While constitutional rights may be waived, 33 such waiver must be clear and must be coupled with an actual intention to relinquish the right. 34 There is nothing on record to suggest conduct on the part of the petitioner from which it may be reasonably inferred that he had waived his right to submit his evidence.
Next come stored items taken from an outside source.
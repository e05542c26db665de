#![forbid(unsafe_code)]

//! Stderr diagnostics for the demo binary.
//!
//! Greetings go to stdout; everything logged through `tracing` goes to stderr
//! so the greeting lines stay byte-exact. The filter comes from `KVO_LOG`
//! (same syntax as `RUST_LOG`) and defaults to `warn`.

use tracing_subscriber::EnvFilter;

pub const LOG_ENV: &str = "KVO_LOG";
const DEFAULT_FILTER: &str = "warn";

/// Build the filter from `KVO_LOG`, falling back to [`DEFAULT_FILTER`] when
/// the variable is unset or unparsable.
#[must_use]
pub fn filter_from_env() -> EnvFilter {
    EnvFilter::try_from_env(LOG_ENV).unwrap_or_else(|_| EnvFilter::new(DEFAULT_FILTER))
}

/// Install the global subscriber. A second call is a no-op.
pub fn init() {
    let _ = tracing_subscriber::fmt()
        .with_env_filter(filter_from_env())
        .with_writer(std::io::stderr)
        .with_target(false)
        .compact()
        .try_init();
}
use crate::client::connection::ReconnectBackoff;
use serde::{Deserialize, Serialize};

/// Main configuration structure
#[derive(Debug, Clone, Serialize, Deserialize, Default)]
pub struct Config {
    #[serde(default)]
    pub server: ServerConfig,
    #[serde(default)]
    pub client: ClientConfig,
    #[serde(default)]
    pub downstream: DownstreamConfig,
}

#[derive(Debug, Clone, Serialize, Deserialize)]
#[serde(default)]
pub struct ServerConfig {
    pub host: String,
    pub port: u16,
}

impl Default for ServerConfig {
    fn default() -> Self {
        Self {
            host: "127.0.0.1".to_string(),
            port: 4000,
        }
    }
}

#[derive(Debug, Clone, Serialize, Deserialize)]
#[serde(default)]
pub struct ClientConfig {
    pub server_url: String,
    pub reconnect_interval_ms: u64,
    pub max_reconnect_attempts: u32,
    pub backoff: ReconnectBackoff,
    pub request_timeout_ms: u64,
}

impl Default for ClientConfig {
    fn default() -> Self {
        Self {
            server_url: "ws://127.0.0.1:4000".to_string(),
            reconnect_interval_ms: 5000,
            max_reconnect_attempts: 5,
            backoff: ReconnectBackoff::Fixed,
            request_timeout_ms: 30_000,
        }
    }
}

#[derive(Debug, Clone, Serialize, Deserialize, Default)]
pub struct DownstreamConfig {
    #[serde(default)]
    pub issues: ServiceConfig,
    #[serde(default)]
    pub wiki: ServiceConfig,
}

/// One downstream REST service
#[derive(Debug, Clone, Serialize, Deserialize)]
#[serde(default)]
pub struct ServiceConfig {
    pub base_url: String,
    pub bearer_token: Option<String>,
    pub username: Option<String>,
    pub password: Option<String>,
    pub timeout_ms: u64,
    pub max_retries: u32,
    pub retry_delay_ms: u64,
}

impl Default for ServiceConfig {
    fn default() -> Self {
        Self {
            base_url: "http://127.0.0.1:8080".to_string(),
            bearer_token: None,
            username: None,
            password: None,
            timeout_ms: 30_000,
            max_retries: 3,
            retry_delay_ms: 1000,
        }
    }
}

impl ServiceConfig {
    pub fn http_config(&self) -> crate::downstream::HttpClientConfig {
        use std::time::Duration;

        let basic_auth = match (&self.username, &self.password) {
            (Some(user), Some(password)) => Some((user.clone(), password.clone())),
            _ => None,
        };

        crate::downstream::HttpClientConfig {
            base_url: self.base_url.clone(),
            bearer_token: self.bearer_token.clone(),
            basic_auth,
            timeout: Duration::from_millis(self.timeout_ms),
            retry: crate::downstream::RetryPolicy {
                max_retries: self.max_retries,
                retry_delay: Duration::from_millis(self.retry_delay_ms),
                ..Default::default()
            },
        }
    }
}

impl ClientConfig {
    pub fn client_options(&self) -> crate::client::ClientOptions {
        use std::time::Duration;

        crate::client::ClientOptions {
            server_url: self.server_url.clone(),
            reconnect_interval: Duration::from_millis(self.reconnect_interval_ms),
            max_reconnect_attempts: self.max_reconnect_attempts,
            backoff: self.backoff,
            request_timeout: Duration::from_millis(self.request_timeout_ms),
        }
    }
}
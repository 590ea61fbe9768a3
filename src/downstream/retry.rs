//! Generic retry policy for transient downstream failures.
//!
//! Only failures classified with an HTTP status are candidates for retry;
//! anything else (connection refused, serialization, validation) propagates
//! on the first attempt.

use crate::utils::errors::BridgeResult;
use std::future::Future;
use std::time::Duration;
use tokio::time::sleep;
use tracing::warn;

#[derive(Debug, Clone)]
pub struct RetryPolicy {
    pub max_retries: u32,
    pub retry_delay: Duration,
    pub retryable_statuses: Vec<u16>,
}

impl Default for RetryPolicy {
    fn default() -> Self {
        Self {
            max_retries: 3,
            retry_delay: Duration::from_millis(1000),
            retryable_statuses: vec![429, 500, 502, 503, 504],
        }
    }
}

impl RetryPolicy {
    pub fn is_retryable(&self, status: u16) -> bool {
        self.retryable_statuses.contains(&status)
    }
}

/// Run `operation`, retrying transient failures per `policy`.
///
/// The operation runs at most `1 + max_retries` times. Waits grow linearly:
/// `retry_delay * attempt_number`, 1-indexed.
pub async fn with_retry<T, F, Fut>(policy: &RetryPolicy, mut operation: F) -> BridgeResult<T>
where
    F: FnMut() -> Fut,
    Fut: Future<Output = BridgeResult<T>>,
{
    let mut attempt = 0u32;
    loop {
        match operation().await {
            Ok(value) => return Ok(value),
            Err(err) => {
                let Some(status) = err.status() else {
                    return Err(err);
                };
                if !policy.is_retryable(status) {
                    return Err(err);
                }
                attempt += 1;
                if attempt > policy.max_retries {
                    return Err(err);
                }
                let delay = policy.retry_delay * attempt;
                warn!(
                    status,
                    attempt,
                    max_retries = policy.max_retries,
                    "transient failure, retrying in {:?}",
                    delay
                );
                sleep(delay).await;
            }
        }
    }
}

#[cfg(test)]
mod tests {
    use super::*;
    use crate::utils::errors::BridgeError;
    use std::sync::atomic::{AtomicU32, Ordering};
    use std::sync::Arc;

    fn request_error(status: u16) -> BridgeError {
        BridgeError::RequestError {
            status,
            message: "synthetic".into(),
        }
    }

    #[tokio::test(start_paused = true)]
    async fn test_retryable_status_exhausts_all_attempts() {
        let calls = Arc::new(AtomicU32::new(0));
        let policy = RetryPolicy::default();

        let counter = calls.clone();
        let err = with_retry(&policy, move || {
            let counter = counter.clone();
            async move {
                counter.fetch_add(1, Ordering::SeqCst);
                Err::<(), _>(request_error(503))
            }
        })
        .await
        .unwrap_err();

        // 1 initial + 3 retries.
        assert_eq!(calls.load(Ordering::SeqCst), 4);
        assert_eq!(err.status(), Some(503));
    }

    #[tokio::test]
    async fn test_non_retryable_status_fails_once() {
        let calls = Arc::new(AtomicU32::new(0));
        let policy = RetryPolicy::default();

        let counter = calls.clone();
        let err = with_retry(&policy, move || {
            let counter = counter.clone();
            async move {
                counter.fetch_add(1, Ordering::SeqCst);
                Err::<(), _>(request_error(404))
            }
        })
        .await
        .unwrap_err();

        assert_eq!(calls.load(Ordering::SeqCst), 1);
        assert_eq!(err.status(), Some(404));
    }

    #[tokio::test]
    async fn test_unclassified_failure_is_not_retried() {
        let calls = Arc::new(AtomicU32::new(0));
        let policy = RetryPolicy::default();

        let counter = calls.clone();
        let err = with_retry(&policy, move || {
            let counter = counter.clone();
            async move {
                counter.fetch_add(1, Ordering::SeqCst);
                Err::<(), _>(BridgeError::TransportError("connection refused".into()))
            }
        })
        .await
        .unwrap_err();

        assert_eq!(calls.load(Ordering::SeqCst), 1);
        assert!(matches!(err, BridgeError::TransportError(_)));
    }

    #[tokio::test(start_paused = true)]
    async fn test_success_after_transient_failures() {
        let calls = Arc::new(AtomicU32::new(0));
        let policy = RetryPolicy::default();

        let counter = calls.clone();
        let value = with_retry(&policy, move || {
            let counter = counter.clone();
            async move {
                if counter.fetch_add(1, Ordering::SeqCst) < 2 {
                    Err(request_error(502))
                } else {
                    Ok(42)
                }
            }
        })
        .await
        .unwrap();

        assert_eq!(value, 42);
        assert_eq!(calls.load(Ordering::SeqCst), 3);
    }

    #[tokio::test(start_paused = true)]
    async fn test_backoff_is_linear() {
        let policy = RetryPolicy {
            max_retries: 3,
            retry_delay: Duration::from_millis(100),
            retryable_statuses: vec![500],
        };

        let start = tokio::time::Instant::now();
        let _ = with_retry(&policy, || async { Err::<(), _>(request_error(500)) }).await;

        // 100 + 200 + 300 ms of waiting across the three retries.
        assert_eq!(start.elapsed(), Duration::from_millis(600));
    }
}
//! Configuration loading
//!
//! A TOML file overlaid with `TOOLBRIDGE_`-prefixed environment variables
//! (`TOOLBRIDGE_SERVER__PORT=4001` overrides `[server] port`). A missing
//! file yields the defaults.

pub mod types;

pub use types::{ClientConfig, Config, DownstreamConfig, ServerConfig, ServiceConfig};

use crate::utils::errors::{BridgeError, BridgeResult};
use figment::providers::{Env, Format, Toml};
use figment::Figment;
use std::path::Path;

pub fn load(path: impl AsRef<Path>) -> BridgeResult<Config> {
    Figment::new()
        .merge(Toml::file(path.as_ref()))
        .merge(Env::prefixed("TOOLBRIDGE_").split("__"))
        .extract()
        .map_err(|e| BridgeError::ConfigError(e.to_string()))
}
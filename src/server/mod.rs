pub mod dispatcher;
pub mod handler;
pub mod registry;
pub mod server;

pub use dispatcher::CommandDispatcher;
pub use handler::{handler_fn, HandlerProvider, NoProvider, ToolHandler};
pub use registry::ToolRegistry;
pub use server::{BindConfig, BridgeServer};
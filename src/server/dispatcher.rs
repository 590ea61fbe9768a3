//! Command dispatcher.
//!
//! Routes each inbound message and emits exactly one Response per
//! reply-expecting message. Handler invocations run on spawned tasks so a
//! slow tool never stalls the connection's read loop; responses to
//! different commands may therefore arrive in any order.

use crate::protocol::{ErrorCode, ErrorPayload, Message, MessageIdGenerator, RoutingKey};
use crate::server::handler::HandlerProvider;
use crate::server::registry::ToolRegistry;
use crate::utils::errors::BridgeError;
use serde_json::json;
use std::sync::Arc;
use tokio::sync::mpsc;
use tracing::{debug, error, warn};

pub struct CommandDispatcher {
    registry: Arc<ToolRegistry>,
    provider: Arc<dyn HandlerProvider>,
    ids: MessageIdGenerator,
}

impl CommandDispatcher {
    pub fn new(
        registry: Arc<ToolRegistry>,
        provider: Arc<dyn HandlerProvider>,
        ids: MessageIdGenerator,
    ) -> Self {
        Self {
            registry,
            provider,
            ids,
        }
    }

    pub fn registry(&self) -> &Arc<ToolRegistry> {
        &self.registry
    }

    /// Route one inbound message. Responses go out through `outbound`.
    pub async fn dispatch(&self, message: Message, outbound: mpsc::Sender<Message>) {
        match message {
            Message::Register { id, tool, .. } => {
                let response = match self.provider.handler_for(&tool) {
                    Some(handler) => {
                        let name = tool.name.clone();
                        self.registry.register(tool, handler);
                        Message::success(self.ids.next_id(), id, json!({ "registered": name }))
                    }
                    None => {
                        warn!(tool = %tool.name, "no handler available for registration");
                        Message::failure(
                            self.ids.next_id(),
                            id,
                            ErrorPayload::new(
                                ErrorCode::ValidationError,
                                format!("no handler available for tool '{}'", tool.name),
                            ),
                        )
                    }
                };
                self.emit(response, &outbound).await;
            }
            Message::Unregister { id, tool_name, .. } => {
                let response = if self.registry.unregister(&tool_name) {
                    Message::success(self.ids.next_id(), id, json!({ "unregistered": tool_name }))
                } else {
                    Message::failure(
                        self.ids.next_id(),
                        id,
                        ErrorPayload::new(
                            ErrorCode::HandlerNotFound,
                            format!("tool '{}' is not registered", tool_name),
                        ),
                    )
                };
                self.emit(response, &outbound).await;
            }
            Message::Command {
                id,
                tool,
                method,
                params,
                ..
            } => {
                let key = RoutingKey::new(tool, method);
                match self.registry.lookup(&key) {
                    Some(handler) => {
                        let ids = self.ids.clone();
                        let outbound = outbound.clone();
                        tokio::spawn(async move {
                            let response = match handler.invoke(key.method(), params).await {
                                Ok(data) => Message::success(ids.next_id(), id, data),
                                Err(err) => {
                                    warn!(key = %key, "handler failed: {}", err);
                                    Message::failure(
                                        ids.next_id(),
                                        id,
                                        ErrorPayload::new(
                                            ErrorCode::ExecutionError,
                                            err.to_string(),
                                        )
                                        .with_details(json!({
                                            "code": err.error_code(),
                                        })),
                                    )
                                }
                            };
                            if outbound.send(response).await.is_err() {
                                error!(key = %key, "connection gone before response could be sent");
                            }
                        });
                    }
                    None => {
                        let response = Message::failure(
                            self.ids.next_id(),
                            id,
                            ErrorPayload::from(&BridgeError::HandlerNotFound(key.to_string())),
                        );
                        self.emit(response, &outbound).await;
                    }
                }
            }
            other => {
                // Not fatal; the protocol tolerates unexpected variants.
                debug!(kind = other.kind(), id = other.id(), "dropping unroutable message");
            }
        }
    }

    async fn emit(&self, response: Message, outbound: &mpsc::Sender<Message>) {
        if outbound.send(response).await.is_err() {
            error!("connection gone before response could be sent");
        }
    }
}
//! Handler seam between the dispatcher and tool implementations.

use crate::protocol::ToolDescriptor;
use crate::utils::errors::BridgeResult;
use async_trait::async_trait;
use serde_json::Value;
use std::future::Future;
use std::sync::Arc;

/// A tool implementation invocable by the dispatcher.
///
/// The dispatcher only calls methods that appear in the tool's registered
/// descriptor; `method` is the method name without the tool prefix.
#[async_trait]
pub trait ToolHandler: Send + Sync {
    async fn invoke(&self, method: &str, params: Value) -> BridgeResult<Value>;
}

/// Binds wire registrations to implementations.
///
/// When a client registers a tool descriptor over the connection, the
/// server asks its provider for the matching implementation. `None` rejects
/// the registration.
pub trait HandlerProvider: Send + Sync {
    fn handler_for(&self, descriptor: &ToolDescriptor) -> Option<Arc<dyn ToolHandler>>;
}

/// Provider that rejects every wire registration. Useful for servers whose
/// tools are all registered programmatically.
pub struct NoProvider;

impl HandlerProvider for NoProvider {
    fn handler_for(&self, _descriptor: &ToolDescriptor) -> Option<Arc<dyn ToolHandler>> {
        None
    }
}

struct FnHandler<F> {
    f: F,
}

#[async_trait]
impl<F, Fut> ToolHandler for FnHandler<F>
where
    F: Fn(String, Value) -> Fut + Send + Sync,
    Fut: Future<Output = BridgeResult<Value>> + Send,
{
    async fn invoke(&self, method: &str, params: Value) -> BridgeResult<Value> {
        (self.f)(method.to_string(), params).await
    }
}

/// Wrap a closure as a [`ToolHandler`]
pub fn handler_fn<F, Fut>(f: F) -> Arc<dyn ToolHandler>
where
    F: Fn(String, Value) -> Fut + Send + Sync + 'static,
    Fut: Future<Output = BridgeResult<Value>> + Send + 'static,
{
    Arc::new(FnHandler { f })
}
//! Server-side tool registry.
//!
//! One registry instance owns the descriptor table and the routing table.
//! Mutation is serialized behind a single write lock so a tool and its
//! routing entries always appear and disappear atomically; lookups take the
//! read lock and may run concurrently.

use crate::protocol::{RoutingKey, ToolDescriptor};
use crate::server::handler::ToolHandler;
use parking_lot::RwLock;
use std::collections::HashMap;
use std::sync::Arc;
use tracing::{debug, info};

#[derive(Default)]
struct Tables {
    tools: HashMap<String, ToolDescriptor>,
    routes: HashMap<RoutingKey, Arc<dyn ToolHandler>>,
}

#[derive(Default)]
pub struct ToolRegistry {
    tables: RwLock<Tables>,
}

impl ToolRegistry {
    pub fn new() -> Self {
        Self::default()
    }

    /// Insert or overwrite a tool and one routing entry per method.
    ///
    /// Overwriting first removes the previous version's routing entries so
    /// methods dropped between versions do not linger.
    pub fn register(&self, descriptor: ToolDescriptor, handler: Arc<dyn ToolHandler>) {
        let mut tables = self.tables.write();

        if tables.tools.contains_key(&descriptor.name) {
            let name = descriptor.name.clone();
            tables.routes.retain(|key, _| key.tool() != name);
            debug!(tool = %name, "replacing existing registration");
        }

        for key in descriptor.routing_keys() {
            tables.routes.insert(key, handler.clone());
        }
        info!(tool = %descriptor.name, methods = descriptor.methods.len(), "tool registered");
        tables.tools.insert(descriptor.name.clone(), descriptor);
    }

    /// Remove a tool and exactly its routing entries.
    ///
    /// Returns false if no such tool was registered. Comparison is on the
    /// routing key's tool component, never on a string prefix.
    pub fn unregister(&self, tool_name: &str) -> bool {
        let mut tables = self.tables.write();
        if tables.tools.remove(tool_name).is_none() {
            return false;
        }
        tables.routes.retain(|key, _| key.tool() != tool_name);
        info!(tool = %tool_name, "tool unregistered");
        true
    }

    /// O(1) handler lookup by exact routing key
    pub fn lookup(&self, key: &RoutingKey) -> Option<Arc<dyn ToolHandler>> {
        self.tables.read().routes.get(key).cloned()
    }

    pub fn descriptor(&self, tool_name: &str) -> Option<ToolDescriptor> {
        self.tables.read().tools.get(tool_name).cloned()
    }

    pub fn tool_names(&self) -> Vec<String> {
        self.tables.read().tools.keys().cloned().collect()
    }

    pub fn len(&self) -> usize {
        self.tables.read().tools.len()
    }

    pub fn is_empty(&self) -> bool {
        self.len() == 0
    }
}
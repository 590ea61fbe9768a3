pub mod client;
pub mod connection;
pub mod correlator;

pub use client::{BridgeClient, ClientOptions};
pub use connection::{ConnectionConfig, ConnectionManager, ConnectionState, ReconnectBackoff};
pub use correlator::RequestCorrelator;
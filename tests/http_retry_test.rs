//! Downstream HTTP client tests against a mock REST server.

use serde_json::json;
use std::sync::Arc;
use std::time::Duration;
use toolbridge::downstream::issues::IssueTool;
use toolbridge::downstream::{HttpClient, HttpClientConfig, RetryPolicy};
use toolbridge::server::ToolHandler;
use toolbridge::BridgeError;
use wiremock::matchers::{basic_auth, bearer_token, method, path};
use wiremock::{Mock, MockServer, ResponseTemplate};

fn fast_retry() -> RetryPolicy {
    RetryPolicy {
        retry_delay: Duration::from_millis(10),
        ..Default::default()
    }
}

fn client_for(server: &MockServer) -> HttpClient {
    HttpClient::new(HttpClientConfig {
        base_url: server.uri(),
        retry: fast_retry(),
        ..Default::default()
    })
    .unwrap()
}

#[tokio::test]
async fn test_transient_statuses_are_retried_until_success() {
    let server = MockServer::start().await;

    Mock::given(method("GET"))
        .and(path("/issues/X-1"))
        .respond_with(ResponseTemplate::new(503))
        .up_to_n_times(2)
        .expect(2)
        .mount(&server)
        .await;
    Mock::given(method("GET"))
        .and(path("/issues/X-1"))
        .respond_with(ResponseTemplate::new(200).set_body_json(json!({"key": "X-1"})))
        .expect(1)
        .mount(&server)
        .await;

    let response = client_for(&server).get("/issues/X-1").await.unwrap();
    assert_eq!(response.status, 200);
    assert_eq!(response.data["key"], "X-1");
}

#[tokio::test]
async fn test_non_retryable_status_fails_on_first_attempt() {
    let server = MockServer::start().await;

    Mock::given(method("GET"))
        .and(path("/issues/MISSING"))
        .respond_with(ResponseTemplate::new(404).set_body_string("no such issue"))
        .expect(1)
        .mount(&server)
        .await;

    let err = client_for(&server)
        .get("/issues/MISSING")
        .await
        .unwrap_err();
    match err {
        BridgeError::RequestError { status, message } => {
            assert_eq!(status, 404);
            assert!(message.contains("no such issue"));
        }
        other => panic!("expected RequestError, got {:?}", other),
    }
}

#[tokio::test]
async fn test_exhausted_retries_surface_the_last_failure() {
    let server = MockServer::start().await;

    // Default policy allows 3 retries, so four attempts in total.
    Mock::given(method("GET"))
        .and(path("/issues/X-2"))
        .respond_with(ResponseTemplate::new(500))
        .expect(4)
        .mount(&server)
        .await;

    let err = client_for(&server).get("/issues/X-2").await.unwrap_err();
    assert!(matches!(err, BridgeError::RequestError { status: 500, .. }));
}

#[tokio::test]
async fn test_bearer_token_is_attached() {
    let server = MockServer::start().await;

    Mock::given(method("POST"))
        .and(path("/issues"))
        .and(bearer_token("secret-token"))
        .respond_with(ResponseTemplate::new(201).set_body_json(json!({"key": "X-3"})))
        .expect(1)
        .mount(&server)
        .await;

    let client = HttpClient::new(HttpClientConfig {
        base_url: server.uri(),
        bearer_token: Some("secret-token".into()),
        retry: fast_retry(),
        ..Default::default()
    })
    .unwrap();

    let response = client
        .post("/issues", json!({"summary": "bug"}))
        .await
        .unwrap();
    assert_eq!(response.status, 201);
}

#[tokio::test]
async fn test_basic_auth_is_attached() {
    let server = MockServer::start().await;

    Mock::given(method("GET"))
        .and(path("/pages/1"))
        .and(basic_auth("bot", "hunter2"))
        .respond_with(ResponseTemplate::new(200).set_body_json(json!({"id": "1"})))
        .expect(1)
        .mount(&server)
        .await;

    let client = HttpClient::new(HttpClientConfig {
        base_url: server.uri(),
        basic_auth: Some(("bot".into(), "hunter2".into())),
        retry: fast_retry(),
        ..Default::default()
    })
    .unwrap();

    assert!(client.get("/pages/1").await.is_ok());
}

#[tokio::test]
async fn test_empty_body_maps_to_null() {
    let server = MockServer::start().await;

    Mock::given(method("DELETE"))
        .and(path("/issues/X-4"))
        .respond_with(ResponseTemplate::new(204))
        .mount(&server)
        .await;

    let response = client_for(&server).delete("/issues/X-4").await.unwrap();
    assert_eq!(response.status, 204);
    assert!(response.data.is_null());
}

#[tokio::test]
async fn test_issue_tool_invokes_the_tracker() {
    let server = MockServer::start().await;

    Mock::given(method("GET"))
        .and(path("/issues/PROJ-7"))
        .respond_with(
            ResponseTemplate::new(200).set_body_json(json!({"key": "PROJ-7", "status": "open"})),
        )
        .expect(1)
        .mount(&server)
        .await;

    let tool = IssueTool::new(Arc::new(client_for(&server)));
    let data = tool
        .invoke("getIssue", json!({"key": "PROJ-7"}))
        .await
        .unwrap();
    assert_eq!(data["status"], "open");
}

#[tokio::test]
async fn test_issue_tool_rejects_unknown_method() {
    let server = MockServer::start().await;
    let tool = IssueTool::new(Arc::new(client_for(&server)));

    let err = tool.invoke("explodeIssue", json!({})).await.unwrap_err();
    assert!(matches!(err, BridgeError::ExecutionError(_)));
}
pub mod http;
pub mod issues;
pub mod retry;
pub mod wiki;

pub use http::{HttpClient, HttpClientConfig, HttpResponse};
pub use retry::{with_retry, RetryPolicy};

use crate::protocol::ToolDescriptor;
use crate::server::handler::{HandlerProvider, ToolHandler};
use std::sync::Arc;

/// Provider binding the two builtin tools to their HTTP clients.
///
/// Registrations for any other tool name are rejected.
pub struct DownstreamProvider {
    issues: Arc<HttpClient>,
    wiki: Arc<HttpClient>,
}

impl DownstreamProvider {
    pub fn new(issues: Arc<HttpClient>, wiki: Arc<HttpClient>) -> Self {
        Self { issues, wiki }
    }
}

impl HandlerProvider for DownstreamProvider {
    fn handler_for(&self, descriptor: &ToolDescriptor) -> Option<Arc<dyn ToolHandler>> {
        match descriptor.name.as_str() {
            issues::TOOL_NAME => Some(Arc::new(issues::IssueTool::new(self.issues.clone()))),
            wiki::TOOL_NAME => Some(Arc::new(wiki::WikiTool::new(self.wiki.clone()))),
            _ => None,
        }
    }
}
pub mod errors;
pub mod shutdown;

pub use errors::{BridgeError, BridgeResult};
use crate::protocol::Message;
use crate::utils::errors::BridgeResult;
use async_trait::async_trait;
use std::sync::Arc;
use tokio::sync::mpsc;

/// Outbound half of an established link.
///
/// Implementations queue the message for transmission; a send error means
/// the link is no longer usable.
#[async_trait]
pub trait MessageSink: Send + Sync {
    async fn send(&self, message: Message) -> BridgeResult<()>;

    /// Close the link. Idempotent.
    async fn close(&self) -> BridgeResult<()>;
}

/// Inbound half of an established link. The channel ends (yields `None`)
/// when the link is lost or closed.
pub type MessageStream = mpsc::Receiver<Message>;

/// Factory for establishing a logical connection.
///
/// The connection manager calls this on every connect and reconnect
/// attempt; tests inject implementations that fail on demand.
#[async_trait]
pub trait Connector: Send + Sync {
    async fn connect(&self) -> BridgeResult<(Arc<dyn MessageSink>, MessageStream)>;
}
On the contrary, his counsel's motion for resetting requested specifically for the hearing of the cases on 13 and 14 May 1985. WHEREFORE, judgment is hereby rendered: 1. SETTING ASIDE that portion of the Order of respondent Judge of 3 April 1985 forfeiting the bond posted by petitioner's bondsmen and declaring Criminal Cases Nos. 3892 and 3892 submitted for decision; 2. DECLARING that there was no valid arraignment in Criminal Case No. 3892; LLpr

3. UPHOLDING the validity of the ex-parte reception of the prosecution's evidence on 8 April 1985 insofar as Criminal Case No. 3890 is concerned and DECLARING petitioner as having waived his right to cross-examine the witness presented by the prosecution in said case; 4. SETTING ASIDE the Notice of Promulgation issued on 3 May 1985; and

5. DIRECTING the court below to arraign the petitioner in Criminal Case No. 3892, set the case for trial for the reception of the evidence for the prosecution, hold a joint hearing of both cases for the reception of the evidence for the petitioner and, in due course, render judgment thereon. No pronouncement as to costs. SO ORDERED. Gutierrez, Jr. (Chairman), Bidin and Romero, JJ., concur. Feliciano, J., is on leave.